Teori perselisihan adalah suatu variasi dari teori konsistensi. Teori ini menganggap
bahwa perselisihan memotivasi orang-orang untuk mengurangi atau menghapuskan
perselisihan, karena perselisihan secara psikologis merupakan hal yang tidak
menyenangkan sehingga orang-orang akan mencari cara untuk menghindari itu.
Teori Disonansi Kognitif
Leon Festinger pada tahun 1950-an mengemukakan teori Disonansi Kognitif. Teori
ini menjelaskan hubungan antara sikap dan perilaku. Disonansi dalam hal ini berarti
adanya suatu inkonsistensi. Disonansi kognitif mengacu pada setiap inkonsistensi
yang dipersepsikan oleh seseorang terhadap dua atau lebih sikapnya, atau terhadap
perilaku dengan sikapnya.

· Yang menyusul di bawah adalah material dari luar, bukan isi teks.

//! Diff/Mux — reconcile a stage's tile table with its upstream tile set.
//!
//! [`diff`] is pure: one pass over upstream and one over local, keyed by
//! relative path. [`apply`] writes the result through a connector in
//! bounded chunks.

use std::collections::{HashMap, HashSet};

use serde::{Deserialize, Serialize};
use tracing::debug;

use tilegrid_state::{
    Lattice, RegionBounds, StageConnector, StateResult, Tile, TileStatus, epoch_secs,
};

use crate::status::on_upstream_change;

/// One tile as seen from upstream.
#[derive(Debug, Clone, PartialEq, Eq, Serialize, Deserialize)]
pub struct UpstreamTile {
    pub relative_path: String,
    pub tile_name: String,
    pub position: Lattice,
    #[serde(default)]
    pub step: Lattice,
    pub status: TileStatus,
}

impl UpstreamTile {
    /// Upstream view of a stored tile, using its own stage status.
    pub fn from_tile(tile: &Tile) -> Self {
        Self {
            relative_path: tile.relative_path.clone(),
            tile_name: tile.tile_name.clone(),
            position: tile.position,
            step: tile.step,
            status: tile.this_stage_status,
        }
    }
}

/// Which local field carries the upstream status.
#[derive(Debug, Clone, Copy, Default, PartialEq, Eq)]
pub enum Mirror {
    /// Stage tables: upstream status lands in `prev_stage_status` and
    /// `this_stage_status` follows the state machine.
    #[default]
    PrevStage,
    /// Project tables: the tile's own status is the upstream status.
    ThisStage,
}

/// Result of one reconciliation pass.
#[derive(Debug, Clone, Default, PartialEq)]
pub struct MuxDiff {
    pub to_insert: Vec<Tile>,
    /// Existing tiles with their new mirrored fields (and status, for resets).
    pub to_update: Vec<Tile>,
    pub to_delete: Vec<String>,
    /// Paths in `to_update` that regressed from Queued to Incomplete.
    pub to_reset: Vec<String>,
    pub mirror: Mirror,
}

impl MuxDiff {
    pub fn is_empty(&self) -> bool {
        self.to_insert.is_empty() && self.to_update.is_empty() && self.to_delete.is_empty()
    }
}

/// Counts written by [`apply`].
#[derive(Debug, Clone, Copy, Default, PartialEq, Eq, Serialize)]
pub struct MuxSummary {
    pub inserted: usize,
    pub updated: usize,
    pub deleted: usize,
    pub reset: usize,
}

/// Classify upstream vs local tiles.
///
/// With `bounds`, upstream tiles outside the region are never inserted. A
/// local copy that already exists keeps mirroring its upstream tile.
pub fn diff(
    upstream: &[UpstreamTile],
    local: &[Tile],
    bounds: Option<&RegionBounds>,
    mirror: Mirror,
) -> MuxDiff {
    let now = epoch_secs();
    let local_by_path: HashMap<&str, &Tile> = local
        .iter()
        .map(|t| (t.relative_path.as_str(), t))
        .collect();

    let mut out = MuxDiff {
        mirror,
        ..MuxDiff::default()
    };
    let mut seen: HashSet<&str> = HashSet::with_capacity(upstream.len());

    for up in upstream {
        seen.insert(up.relative_path.as_str());

        match local_by_path.get(up.relative_path.as_str()) {
            None => {
                if bounds.is_none_or(|b| b.contains(&up.position)) {
                    out.to_insert.push(new_tile(up, mirror, now));
                }
            }
            Some(existing) => {
                if let Some(updated) = reconcile(existing, up, mirror) {
                    if existing.this_stage_status == TileStatus::Queued
                        && updated.this_stage_status == TileStatus::Incomplete
                    {
                        out.to_reset.push(updated.relative_path.clone());
                    }
                    out.to_update.push(updated);
                }
            }
        }
    }

    for tile in local {
        if !seen.contains(tile.relative_path.as_str()) {
            out.to_delete.push(tile.relative_path.clone());
        }
    }

    out
}

fn new_tile(up: &UpstreamTile, mirror: Mirror, now: u64) -> Tile {
    let (this, prev) = match mirror {
        Mirror::PrevStage => (TileStatus::Incomplete, Some(up.status)),
        Mirror::ThisStage => (up.status, None),
    };
    Tile {
        relative_path: up.relative_path.clone(),
        tile_name: up.tile_name.clone(),
        position: up.position,
        step: up.step,
        this_stage_status: this,
        prev_stage_status: prev,
        created_at: now,
        updated_at: now,
    }
}

/// The updated tile, or `None` if nothing mirrored has changed.
fn reconcile(existing: &Tile, up: &UpstreamTile, mirror: Mirror) -> Option<Tile> {
    let mirrored = match mirror {
        Mirror::PrevStage => existing.prev_stage_status,
        Mirror::ThisStage => Some(existing.this_stage_status),
    };
    if mirrored == Some(up.status) && existing.position == up.position && existing.step == up.step
    {
        return None;
    }

    let mut tile = existing.clone();
    tile.tile_name = up.tile_name.clone();
    tile.position = up.position;
    tile.step = up.step;
    match mirror {
        Mirror::PrevStage => {
            tile.prev_stage_status = Some(up.status);
            tile.this_stage_status = on_upstream_change(existing.this_stage_status, up.status);
        }
        Mirror::ThisStage => tile.this_stage_status = up.status,
    }
    Some(tile)
}

/// Write a diff: inserts, updates, deletes (with their queue, in-process and
/// adjacency rows), then drop resets and deletes from the to-process queue.
///
/// Updates are re-derived from the stored row inside the write, so a status
/// settled after `diff` read the table is kept. Only regressions that still
/// apply to the stored row are counted and dequeued.
pub fn apply(
    connector: &dyn StageConnector,
    diff: &MuxDiff,
    chunk_size: usize,
) -> StateResult<MuxSummary> {
    let chunk_size = chunk_size.max(1);

    for chunk in diff.to_insert.chunks(chunk_size) {
        connector.insert_tiles(chunk)?;
    }

    let mut reset: Vec<String> = Vec::new();
    for chunk in diff.to_update.chunks(chunk_size) {
        let wanted: HashMap<&str, &Tile> = chunk
            .iter()
            .map(|t| (t.relative_path.as_str(), t))
            .collect();
        let paths: Vec<String> = chunk.iter().map(|t| t.relative_path.clone()).collect();
        connector.modify_tiles(&paths, &mut |current: &mut Tile| {
            let Some(target) = wanted.get(current.relative_path.as_str()) else {
                return false;
            };
            current.tile_name = target.tile_name.clone();
            current.position = target.position;
            current.step = target.step;
            match diff.mirror {
                Mirror::PrevStage => {
                    let Some(prev) = target.prev_stage_status else {
                        return true;
                    };
                    let next = on_upstream_change(current.this_stage_status, prev);
                    if current.this_stage_status == TileStatus::Queued
                        && next == TileStatus::Incomplete
                    {
                        reset.push(current.relative_path.clone());
                    }
                    current.prev_stage_status = Some(prev);
                    current.this_stage_status = next;
                }
                Mirror::ThisStage => current.this_stage_status = target.this_stage_status,
            }
            true
        })?;
    }

    for chunk in diff.to_delete.chunks(chunk_size) {
        connector.delete_tiles(chunk)?;
        connector.delete_in_process(chunk)?;
        connector.delete_adjacent(chunk)?;
    }

    let dequeue: Vec<String> = reset
        .iter()
        .chain(diff.to_delete.iter())
        .cloned()
        .collect();
    for chunk in dequeue.chunks(chunk_size) {
        connector.delete_to_process(chunk)?;
    }

    let summary = MuxSummary {
        inserted: diff.to_insert.len(),
        updated: diff.to_update.len(),
        deleted: diff.to_delete.len(),
        reset: reset.len(),
    };
    if !diff.is_empty() {
        debug!(
            owner = %connector.owner_id(),
            inserted = summary.inserted,
            updated = summary.updated,
            deleted = summary.deleted,
            reset = summary.reset,
            "tile table reconciled"
        );
    }
    Ok(summary)
}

Festinger mengatakan bahwa hasrat untuk mengurangi
disonansi akan ditentukan oleh pentingnya unsur-unsur yang menciptakan disonansi
itu, derajat pengaruh yang diyakini dimiliki oleh individu terhadap unsur-unsur itu,
dan ganjaran yang mungkin terlibat dalam disonansi. Teori ini dapat membantu
kecenderungan untuk mengambil bagian dalam perubahan sikap dan perilaku.
Teori Persepsi Diri
Teori persepsi diri menganggap bahwa orang-orang mengembangkan sikap
berdasarkan bagaimana mereka mengamati dan menginterpretasikan perilaku mereka
sendiri. Teori ini mengusulkan fakta bahwa sikap tidak menentukan perilaku, tetapi
sikap itu dibentuk setelah perilaku terjadi guna menawarkan sikap yang konsisten
dengan perilaku. Sikap hanya akan berubah setelah perilaku berubah. Teori fungsional
terhadap perubahan sikap mempercayai bahwa sikap melayani kebutuhan masyarakat.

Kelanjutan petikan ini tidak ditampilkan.